//! Live chat-room membership
//!
//! Rooms are membership facts over live connections, not durable state: the
//! chat record itself lives in the store, this table only remembers which
//! identities joined which chat channel while connected.

use std::collections::{HashMap, HashSet};

use tokio::sync::RwLock;

use crate::protocol::events::{ChatId, UserId};

#[derive(Default)]
struct Membership {
    /// Chat ID -> identities currently joined
    members: HashMap<ChatId, HashSet<UserId>>,
    /// Identity -> chats joined (for fast disconnect purge)
    user_rooms: HashMap<UserId, HashSet<ChatId>>,
}

/// Tracks which live identities joined which chat room channel
#[derive(Default)]
pub struct ChatRooms {
    inner: RwLock<Membership>,
}

impl ChatRooms {
    pub fn new() -> Self {
        Self::default()
    }

    /// Record a membership (the capability check happened upstream)
    pub async fn join(&self, chat_id: &str, user_id: &str) {
        let mut inner = self.inner.write().await;
        inner
            .members
            .entry(chat_id.to_string())
            .or_default()
            .insert(user_id.to_string());
        inner
            .user_rooms
            .entry(user_id.to_string())
            .or_default()
            .insert(chat_id.to_string());
    }

    /// Check membership
    pub async fn is_member(&self, chat_id: &str, user_id: &str) -> bool {
        let inner = self.inner.read().await;
        inner
            .members
            .get(chat_id)
            .map(|set| set.contains(user_id))
            .unwrap_or(false)
    }

    /// Identities currently joined to a chat room
    pub async fn members(&self, chat_id: &str) -> Vec<UserId> {
        let inner = self.inner.read().await;
        inner
            .members
            .get(chat_id)
            .map(|set| set.iter().cloned().collect())
            .unwrap_or_default()
    }

    /// Remove an identity from every room it joined (disconnect cleanup)
    ///
    /// Returns the chats it was removed from.
    pub async fn remove_user(&self, user_id: &str) -> Vec<ChatId> {
        let mut inner = self.inner.write().await;
        let chat_ids: Vec<ChatId> = inner
            .user_rooms
            .remove(user_id)
            .map(|set| set.into_iter().collect())
            .unwrap_or_default();

        for chat_id in &chat_ids {
            if let Some(set) = inner.members.get_mut(chat_id) {
                set.remove(user_id);
                if set.is_empty() {
                    inner.members.remove(chat_id);
                }
            }
        }
        chat_ids
    }
}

####################

### WHAT THIS TASK INVOLVES:
For this exercise, retype each entry from above exactly as it stands.

### RESPONSE FOR THIS EXERCISE:
//! Live chat-room membership
//!
//! Rooms are membership facts over live connections, not durable state: the
//! chat record itself lives in the store, this table only remembers which
//! identities joined which chat channel while connected.

use std::collections::{HashMap, HashSet};

use tokio::sync::RwLock;

use crate::protocol::events::{ChatId, UserId};

#[derive(Default)]
struct Membership {
    /// Chat ID -> identities currently joined
    members: HashMap<ChatId, HashSet<UserId>>,
    /// Identity -> chats joined (for fast disconnect purge)
    user_rooms: HashMap<UserId, HashSet<ChatId>>,
}

/// Tracks which live identities joined which chat room channel
#[derive(Default)]
pub struct ChatRooms {
    inner: RwLock<Membership>,
}

impl ChatRooms {
    pub fn new() -> Self {
        Self::default()
    }

    /// Record a membership (the capability check happened upstream)
    pub async fn join(&self, chat_id: &str, user_id: &str) {
        let mut inner = self.inner.write().await;
        inner
            .members
            .entry(chat_id.to_string())
            .or_default()
            .insert(user_id.to_string());
        inner
            .user_rooms
            .entry(user_id.to_string())
            .or_default()
            .insert(chat_id.to_string());
    }

    /// Check membership
    pub async fn is_member(&self, chat_id: &str, user_id: &str) -> bool {
        let inner = self.inner.read().await;
        inner
            .members
            .get(chat_id)
            .map(|set| set.contains(user_id))
            .unwrap_or(false)
    }

    /// Identities currently joined to a chat room
    pub async fn members(&self, chat_id: &str) -> Vec<UserId> {
        let inner = self.inner.read().await;
        inner
            .members
            .get(chat_id)
            .map(|set| set.iter().cloned().collect())
            .unwrap_or_default()
    }

    /// Remove an identity from every room it joined (disconnect cleanup)
    ///
    /// Returns the chats it was removed from.
    pub async fn remove_user(&self, user_id: &str) -> Vec<ChatId> {
        let mut inner = self.inner.write().await;
        let chat_ids: Vec<ChatId> = inner
            .user_rooms
            .remove(user_id)
            .map(|set| set.into_iter().collect())
            .unwrap_or_default();

        for chat_id in &chat_ids {
            if let Some(set) = inner.members.get_mut(chat_id) {
                set.remove(user_id);
                if set.is_empty() {
                    inner.members.remove(chat_id);
                }
            }
        }
        chat_ids
    }
}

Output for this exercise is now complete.